The curious case of area measurement in surveys (II)

Published on Tuesday, 25 October 2016

Published by Lakshman Nagraj Rao on Tuesday, 25 October 2016

Field enumerators surveying plots in Viet Nam.
Field enumerators surveying plots in Viet Nam.

Co-written with Pamela Lapitan and Rea Jean Tabaco

In our previous blog, we presented three different ways of estimating plot size. Let’s continue the mystery of the optimal data collection method for plot size.

We classified plot size into deciles based on GPS measurement and then calculated relative bias (ratio of difference of farmer estimates and GPS estimates to GPS estimates) for plots falling within each decile. A very interesting finding is revealed.

Farmers with smaller plots tend to over-estimate their plot size (in the smallest decile, close to 80%), while those with larger plots tend to under-estimate their plot size. There are several hypotheses for why there are such large variations: characteristics of farm manager (age, education, and gender), non-standard units of measurement for plot size used by farmers, the number of plots and total landholding of the household, etc. We hope to explore some of these relationships in our upcoming work looking at land area measurement biases. What is evident, though, is that the errors associated with self-reported measures are not random and are a function of plot size.

Plot size comparison between farmer-, GPS-based estimates

Source: ADB staff estimates based on the field validation and crop cutting activities under R-CDTA 8369.

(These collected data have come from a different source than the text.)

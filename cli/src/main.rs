//! Byte converter CLI
//!
//! Reads byte literals from stdin, converts them in the background worker
//! and prints the symbols once the input is exhausted.
//!
//! ```text
//! $ echo "0b11111100 0b01100110 0b01100101" | byteconv
//! 63
//! z
//! 25
//! ```
//!
//! Options:
//! - `--json`: print a JSON array instead of one symbol per line
//!
//! Environment:
//! - `BYTECONV_CONFIG`: path to a JSON `ConverterConfig`
//! - `RUST_LOG`: log filter, `info` by default (logs go to stderr)

use byteconv::{ConfigError, Converter, ConverterConfig, MemSink, MemSource};
use cli::{feed_lines, output};
use std::io::Write;
use std::process::ExitCode;
use std::sync::Arc;
use std::time::Duration;
use tracing::{error, info, warn};

const DRAIN_TIMEOUT: Duration = Duration::from_secs(10);

fn load_config() -> Result<ConverterConfig, ConfigError> {
    match std::env::var_os("BYTECONV_CONFIG") {
        Some(path) => {
            let file = std::fs::File::open(&path)?;
            ConverterConfig::from_reader(std::io::BufReader::new(file))
        }
        None => Ok(ConverterConfig::default()),
    }
}

#[tokio::main(flavor = "current_thread")]
async fn main() -> ExitCode {
    tracing_subscriber::fmt()
        .with_env_filter(
            tracing_subscriber::EnvFilter::try_from_default_env()
                .unwrap_or_else(|_| tracing_subscriber::EnvFilter::new("info")),
        )
        .with_writer(std::io::stderr)
        .init();

    let json = std::env::args().skip(1).any(|arg| arg == "--json");

    let config = match load_config() {
        Ok(config) => config,
        Err(e) => {
            error!(error = %e, "invalid configuration");
            return ExitCode::FAILURE;
        }
    };

    let source = Arc::new(MemSource::new());
    let sink = Arc::new(MemSink::new());
    let mut converter = Converter::with_config(Arc::clone(&source), Arc::clone(&sink), config);
    if let Err(e) = converter.run() {
        error!(error = %e, "failed to start the converter");
        return ExitCode::FAILURE;
    }

    let stdin = tokio::io::BufReader::new(tokio::io::stdin());
    // A read error ends the input; what was queued so far is still printed
    let input_failed = match feed_lines(stdin, &source).await {
        Ok(stats) => {
            info!(
                lines = stats.lines,
                bytes = stats.bytes,
                rejected = stats.rejected,
                "input finished"
            );
            false
        }
        Err(e) => {
            error!(error = %e, "failed to read stdin, converting what was read");
            true
        }
    };

    // Waiting and joining block, keep them off the runtime thread
    let drained = tokio::task::spawn_blocking(move || {
        let drained = converter.wait_drained(DRAIN_TIMEOUT);
        converter.stop();
        drained
    })
    .await;
    match drained {
        Ok(true) => {}
        Ok(false) => warn!(pending = source.len(), "converter did not drain in time"),
        Err(e) => {
            error!(error = %e, "converter shutdown task failed");
            return ExitCode::FAILURE;
        }
    }

    let symbols = sink.snapshot();
    let rendered = if json {
        match output::render_json(&symbols) {
            Ok(text) => text + "\n",
            Err(e) => {
                error!(error = %e, "failed to render symbols");
                return ExitCode::FAILURE;
            }
        }
    } else {
        output::render_plain(&symbols)
    };

    let mut stdout = std::io::stdout().lock();
    if let Err(e) = stdout.write_all(rendered.as_bytes()).and_then(|()| stdout.flush()) {
        error!(error = %e, "failed to write output");
        return ExitCode::FAILURE;
    }

    if input_failed {
        ExitCode::FAILURE
    } else {
        ExitCode::SUCCESS
    }
}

Let us now think about some policy implications of using the farmer-based estimates instead of GPS/Google Earth-derived estimates. As part of our data collection activities, we also collected yield information through the crop-cutting. This technique relies on identifying a randomized spot on a plot (a square, circle or triangle) of a certain dimension and harvesting the crop within this spot to calculate the quantity harvested. Once scaled up to a sufficient number of plots, randomization ensures that there are no biases in the yield estimate for the province.

By calculating percentage difference in total production estimates using GPS- and Google Earth-based areas with respect to the farmer’s estimate of area, we find a strong downward bias in production numbers for smaller plots and a weak upward bias in production figures for larger plots.

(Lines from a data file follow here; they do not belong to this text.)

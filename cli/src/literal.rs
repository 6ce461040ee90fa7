//! Byte literals accepted on the command line input
//!
//! - `0b01100110` binary
//! - `0x66` hexadecimal
//! - `102` decimal
//!
//! `_` may be used as a digit separator: `0b0110_0110`.

use std::fmt;

/// Error type for byte literal parsing
#[derive(Debug, Clone, PartialEq, Eq)]
pub enum LiteralError {
    /// No digits after the prefix
    Empty(String),
    /// Not a number in the selected radix
    Invalid(String),
    /// A number that doesn't fit in a byte
    OutOfRange(String),
}

impl fmt::Display for LiteralError {
    fn fmt(&self, f: &mut fmt::Formatter<'_>) -> fmt::Result {
        match self {
            Self::Empty(token) => write!(f, "No digits in literal: {token}"),
            Self::Invalid(token) => write!(f, "Invalid byte literal: {token}"),
            Self::OutOfRange(token) => write!(f, "Literal does not fit in a byte: {token}"),
        }
    }
}

impl std::error::Error for LiteralError {}

/// Parse one byte literal
///
/// # Errors
///
/// Returns an error if the token has no digits, has digits invalid for its
/// radix, or is larger than 255.
pub fn parse_byte(token: &str) -> Result<u8, LiteralError> {
    let (radix, digits) = if let Some(rest) = strip_prefix_ignore_case(token, "0b") {
        (2, rest)
    } else if let Some(rest) = strip_prefix_ignore_case(token, "0x") {
        (16, rest)
    } else {
        (10, token)
    };

    let digits: String = digits.chars().filter(|c| *c != '_').collect();
    if digits.is_empty() {
        return Err(LiteralError::Empty(token.to_string()));
    }
    if !digits.chars().all(|c| c.is_digit(radix)) {
        return Err(LiteralError::Invalid(token.to_string()));
    }

    let value = u64::from_str_radix(&digits, radix)
        .map_err(|_| LiteralError::OutOfRange(token.to_string()))?;
    u8::try_from(value).map_err(|_| LiteralError::OutOfRange(token.to_string()))
}

fn strip_prefix_ignore_case<'a>(token: &'a str, prefix: &str) -> Option<&'a str> {
    let head = token.get(..prefix.len())?;
    if head.eq_ignore_ascii_case(prefix) {
        token.get(prefix.len()..)
    } else {
        None
    }
}

#[cfg(test)]
mod tests {
    use super::*;

    #[test]
    fn test_radixes() {
        assert_eq!(parse_byte("0b01100110"), Ok(0b0110_0110));
        assert_eq!(parse_byte("0B11"), Ok(3));
        assert_eq!(parse_byte("0x66"), Ok(0x66));
        assert_eq!(parse_byte("0XfF"), Ok(255));
        assert_eq!(parse_byte("102"), Ok(102));
        assert_eq!(parse_byte("0"), Ok(0));
    }

    #[test]
    fn test_separators() {
        assert_eq!(parse_byte("0b0110_0110"), Ok(0b0110_0110));
        assert_eq!(parse_byte("1_0"), Ok(10));
    }

    #[test]
    fn test_errors() {
        assert_eq!(parse_byte("0b"), Err(LiteralError::Empty("0b".to_string())));
        assert_eq!(parse_byte("0b012"), Err(LiteralError::Invalid("0b012".to_string())));
        assert_eq!(parse_byte("+5"), Err(LiteralError::Invalid("+5".to_string())));
        assert_eq!(parse_byte("abc"), Err(LiteralError::Invalid("abc".to_string())));
        assert_eq!(parse_byte("256"), Err(LiteralError::OutOfRange("256".to_string())));
        assert_eq!(
            parse_byte("0b1_0000_0000"),
            Err(LiteralError::OutOfRange("0b1_0000_0000".to_string()))
        );
    }
}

Percentage difference in production estimates between farmer’s estimate and GPS/Google Earth by decile

Source: ADB staff estimates based on the field validation, crop-cutting activities under R-CDTA 8369.

At this point, we probably do not need to elaborate on why we should care about data quality in sample surveys. The relative ranking of the provinces in terms of production could be altered significantly after the correction in measurement error in plot size, which has broader implications for targeting of government programs to improve rice production and overall food security. 

One must also consider the cost implications vis-à-vis data quality while considering the three methods. Farmer recall-based area estimates are very cheap to obtain, and easy to implement through an additional question in a field-based survey. Area estimates derived from Google Earth entail slightly more work than a traditional farmer recall survey, but this is not hectic from a fieldwork perspective. GPS-based area estimates require enumerators to walk around the plot to obtain and record area measurement that needs to be re-verified by inputting the GPS boundary file into GIS software. The cost estimates would then follow the suggested ranking: Farmer recall estimates < Google Earth < GPS-based estimates.

Our study finds that it is more cost-effective to use high-resolution satellite data for tracing and digitizing plot boundaries instead of implementing the messy and risky process of getting enumerators to carry GPS devices and walk around rice plots. Google Earth-based area estimates are also very close to GPS-based estimates, and should therefore be considered as a strong candidate for future scale-up.

The above case is just one example of how technological improvements in the survey world help improve data quality and consequently impact policy. In fact, the growth rate of technological advancement has been phenomenal in the last 20 years. What would take 700 pieces of 3.5-inch floppy disks (of 1.44 MB capacity) to store 1 GB of data today takes a half-inch memory card. Our smartphones can now do much more than calls and sending SMS messages. We can capture images, record videos, open documents, check the weather condition, transfer money, use navigation tools and download a whole range of applications that have fundamentally changed how we interact with the world. Internet connections are getting stronger and cheaper, allowing us to upload and download data quickly and ubiquitously.

Survey practitioners can take advantage of these technological advances by using Computer-Assisted Personalized Interviewing (CAPI) techniques for collecting survey data. CAPI—which ADB is piloting with a technical assistance project in the Marshall Islands, Sri Lanka, and Viet Nam—refers to the general use of computer devices—including handheld ones such as tablets and smartphones—in data collection. The modernization of statistical survey operations through integration of ICT may increase the efficiency of statistics administration and improve data quality. More specifically, if data producers see the potential of modernized data collection, this may create an avenue for the production of timely and reliable statistics, which in turn enhances and more efficiently addresses the demands of data users.

Pamela Lapitan is an Economics and Statistics Analyst and Rea Jean Tabaco is a Consultant in ADB's Economics Research and Regional Cooperation Department.